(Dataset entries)
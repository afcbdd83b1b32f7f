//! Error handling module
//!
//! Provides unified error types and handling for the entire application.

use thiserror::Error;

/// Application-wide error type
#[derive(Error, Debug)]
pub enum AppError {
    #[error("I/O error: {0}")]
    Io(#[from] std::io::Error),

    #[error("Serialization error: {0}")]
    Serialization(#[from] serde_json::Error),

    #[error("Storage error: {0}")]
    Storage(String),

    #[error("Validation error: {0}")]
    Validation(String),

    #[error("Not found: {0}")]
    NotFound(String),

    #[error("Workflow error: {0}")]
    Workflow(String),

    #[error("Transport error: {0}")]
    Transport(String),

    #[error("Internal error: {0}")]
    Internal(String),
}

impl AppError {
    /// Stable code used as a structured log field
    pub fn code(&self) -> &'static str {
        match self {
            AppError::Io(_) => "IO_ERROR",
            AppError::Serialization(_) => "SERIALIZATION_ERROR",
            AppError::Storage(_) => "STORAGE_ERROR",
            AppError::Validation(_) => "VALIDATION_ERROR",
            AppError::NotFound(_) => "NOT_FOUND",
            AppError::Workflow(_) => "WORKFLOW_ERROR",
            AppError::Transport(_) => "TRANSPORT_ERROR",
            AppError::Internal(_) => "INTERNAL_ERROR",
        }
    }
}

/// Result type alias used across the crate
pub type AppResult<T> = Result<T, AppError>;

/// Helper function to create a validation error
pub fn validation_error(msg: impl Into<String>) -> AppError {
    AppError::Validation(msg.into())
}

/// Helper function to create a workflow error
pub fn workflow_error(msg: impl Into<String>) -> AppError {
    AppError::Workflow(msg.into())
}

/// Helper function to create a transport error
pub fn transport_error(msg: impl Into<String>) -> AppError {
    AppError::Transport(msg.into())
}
* * *
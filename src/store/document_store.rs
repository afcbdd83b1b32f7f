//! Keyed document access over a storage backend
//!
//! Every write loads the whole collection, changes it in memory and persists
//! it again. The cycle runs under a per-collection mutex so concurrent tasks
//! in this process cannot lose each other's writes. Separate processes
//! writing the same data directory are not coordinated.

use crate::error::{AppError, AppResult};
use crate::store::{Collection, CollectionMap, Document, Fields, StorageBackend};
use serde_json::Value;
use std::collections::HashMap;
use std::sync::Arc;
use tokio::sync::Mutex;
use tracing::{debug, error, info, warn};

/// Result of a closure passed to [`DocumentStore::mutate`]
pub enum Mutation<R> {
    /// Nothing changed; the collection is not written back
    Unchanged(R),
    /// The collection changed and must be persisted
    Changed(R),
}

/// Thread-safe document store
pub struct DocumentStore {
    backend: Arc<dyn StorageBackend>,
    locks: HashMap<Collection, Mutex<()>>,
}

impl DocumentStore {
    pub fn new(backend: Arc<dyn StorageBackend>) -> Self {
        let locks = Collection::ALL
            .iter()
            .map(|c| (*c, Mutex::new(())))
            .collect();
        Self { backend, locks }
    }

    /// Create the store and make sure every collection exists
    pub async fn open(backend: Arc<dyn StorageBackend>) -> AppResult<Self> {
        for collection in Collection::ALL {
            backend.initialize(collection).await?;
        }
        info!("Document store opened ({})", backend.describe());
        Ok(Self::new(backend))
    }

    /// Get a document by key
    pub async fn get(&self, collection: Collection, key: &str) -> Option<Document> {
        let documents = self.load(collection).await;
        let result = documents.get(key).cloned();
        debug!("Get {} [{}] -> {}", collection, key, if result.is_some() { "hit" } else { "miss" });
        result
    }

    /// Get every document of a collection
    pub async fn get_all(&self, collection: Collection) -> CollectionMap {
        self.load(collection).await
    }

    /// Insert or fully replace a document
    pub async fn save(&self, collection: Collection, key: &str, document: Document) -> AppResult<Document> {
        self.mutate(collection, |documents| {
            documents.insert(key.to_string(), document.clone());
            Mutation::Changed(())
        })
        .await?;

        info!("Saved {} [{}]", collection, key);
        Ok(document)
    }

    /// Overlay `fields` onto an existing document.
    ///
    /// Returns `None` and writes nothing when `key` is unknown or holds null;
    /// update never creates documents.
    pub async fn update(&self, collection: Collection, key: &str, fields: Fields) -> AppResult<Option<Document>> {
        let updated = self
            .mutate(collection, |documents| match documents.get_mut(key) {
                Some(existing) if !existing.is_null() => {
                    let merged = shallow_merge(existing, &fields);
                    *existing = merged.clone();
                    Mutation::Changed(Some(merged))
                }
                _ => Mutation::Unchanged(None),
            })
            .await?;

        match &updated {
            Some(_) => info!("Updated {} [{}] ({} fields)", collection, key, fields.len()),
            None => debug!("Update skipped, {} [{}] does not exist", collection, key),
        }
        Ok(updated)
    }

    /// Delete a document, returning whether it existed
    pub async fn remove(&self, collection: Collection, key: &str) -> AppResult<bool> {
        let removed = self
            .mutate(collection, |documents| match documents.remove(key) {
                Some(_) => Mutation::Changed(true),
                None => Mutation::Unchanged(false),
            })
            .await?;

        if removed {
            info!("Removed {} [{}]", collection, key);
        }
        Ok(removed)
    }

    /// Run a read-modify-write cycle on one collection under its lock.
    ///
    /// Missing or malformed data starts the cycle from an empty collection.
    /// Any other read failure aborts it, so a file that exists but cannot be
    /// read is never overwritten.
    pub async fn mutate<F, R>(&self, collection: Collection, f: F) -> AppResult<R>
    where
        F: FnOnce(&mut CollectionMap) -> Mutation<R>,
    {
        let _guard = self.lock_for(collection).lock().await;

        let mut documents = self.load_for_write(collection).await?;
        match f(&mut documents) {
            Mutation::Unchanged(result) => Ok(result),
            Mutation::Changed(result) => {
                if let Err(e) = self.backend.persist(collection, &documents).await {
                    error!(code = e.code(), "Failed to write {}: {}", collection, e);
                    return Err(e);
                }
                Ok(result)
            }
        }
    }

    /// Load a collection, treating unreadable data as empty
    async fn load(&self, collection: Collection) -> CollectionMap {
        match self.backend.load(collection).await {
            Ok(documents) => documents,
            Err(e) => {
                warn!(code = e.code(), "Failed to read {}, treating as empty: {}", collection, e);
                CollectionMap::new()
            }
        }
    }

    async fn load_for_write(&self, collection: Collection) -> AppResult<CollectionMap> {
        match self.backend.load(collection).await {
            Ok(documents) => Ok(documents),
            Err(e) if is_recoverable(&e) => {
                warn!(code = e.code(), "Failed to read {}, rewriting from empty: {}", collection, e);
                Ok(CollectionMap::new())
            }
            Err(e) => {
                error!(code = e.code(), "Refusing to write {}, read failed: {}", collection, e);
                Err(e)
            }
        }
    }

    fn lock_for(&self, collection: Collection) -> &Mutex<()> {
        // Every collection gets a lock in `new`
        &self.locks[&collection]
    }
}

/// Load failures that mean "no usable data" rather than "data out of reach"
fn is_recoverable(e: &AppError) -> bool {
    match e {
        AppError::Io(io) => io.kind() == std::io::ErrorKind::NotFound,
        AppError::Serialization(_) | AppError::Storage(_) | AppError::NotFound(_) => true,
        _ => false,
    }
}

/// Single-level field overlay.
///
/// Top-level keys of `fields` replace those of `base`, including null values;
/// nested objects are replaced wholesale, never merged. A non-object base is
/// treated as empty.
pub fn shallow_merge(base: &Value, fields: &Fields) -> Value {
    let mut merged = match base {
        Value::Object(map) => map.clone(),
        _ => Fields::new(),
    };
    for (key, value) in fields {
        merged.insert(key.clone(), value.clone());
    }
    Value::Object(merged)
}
==
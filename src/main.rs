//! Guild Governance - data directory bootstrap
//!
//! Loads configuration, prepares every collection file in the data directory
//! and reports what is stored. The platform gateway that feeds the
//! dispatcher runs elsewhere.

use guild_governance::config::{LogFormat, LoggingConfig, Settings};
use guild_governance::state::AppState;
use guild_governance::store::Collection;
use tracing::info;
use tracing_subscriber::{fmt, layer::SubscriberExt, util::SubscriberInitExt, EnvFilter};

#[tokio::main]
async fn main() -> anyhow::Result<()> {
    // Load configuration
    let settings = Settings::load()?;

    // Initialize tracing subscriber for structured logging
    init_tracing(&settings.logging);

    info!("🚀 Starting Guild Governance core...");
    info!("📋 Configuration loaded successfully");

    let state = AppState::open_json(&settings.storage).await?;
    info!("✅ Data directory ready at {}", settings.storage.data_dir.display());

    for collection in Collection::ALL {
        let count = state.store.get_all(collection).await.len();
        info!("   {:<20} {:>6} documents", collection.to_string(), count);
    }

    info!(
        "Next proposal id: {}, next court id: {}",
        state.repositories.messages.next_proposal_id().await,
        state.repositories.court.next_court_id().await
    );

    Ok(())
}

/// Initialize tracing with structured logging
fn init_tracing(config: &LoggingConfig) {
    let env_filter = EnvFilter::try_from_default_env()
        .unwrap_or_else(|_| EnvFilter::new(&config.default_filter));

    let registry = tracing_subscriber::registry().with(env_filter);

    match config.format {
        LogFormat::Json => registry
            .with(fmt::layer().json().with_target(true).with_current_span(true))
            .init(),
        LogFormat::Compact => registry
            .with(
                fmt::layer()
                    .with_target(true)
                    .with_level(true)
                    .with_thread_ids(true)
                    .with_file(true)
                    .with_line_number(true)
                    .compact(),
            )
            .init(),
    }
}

__Problem to work on__.
Look over the records above and copy each line that includes the string "None".

__Result of this exercise__.
    /// Returns `None` and writes nothing when `key` is unknown or holds null;
                _ => Mutation::Unchanged(None),
            None => debug!("Update skipped, {} [{}] does not exist", collection, key),
                None => Mutation::Unchanged(false),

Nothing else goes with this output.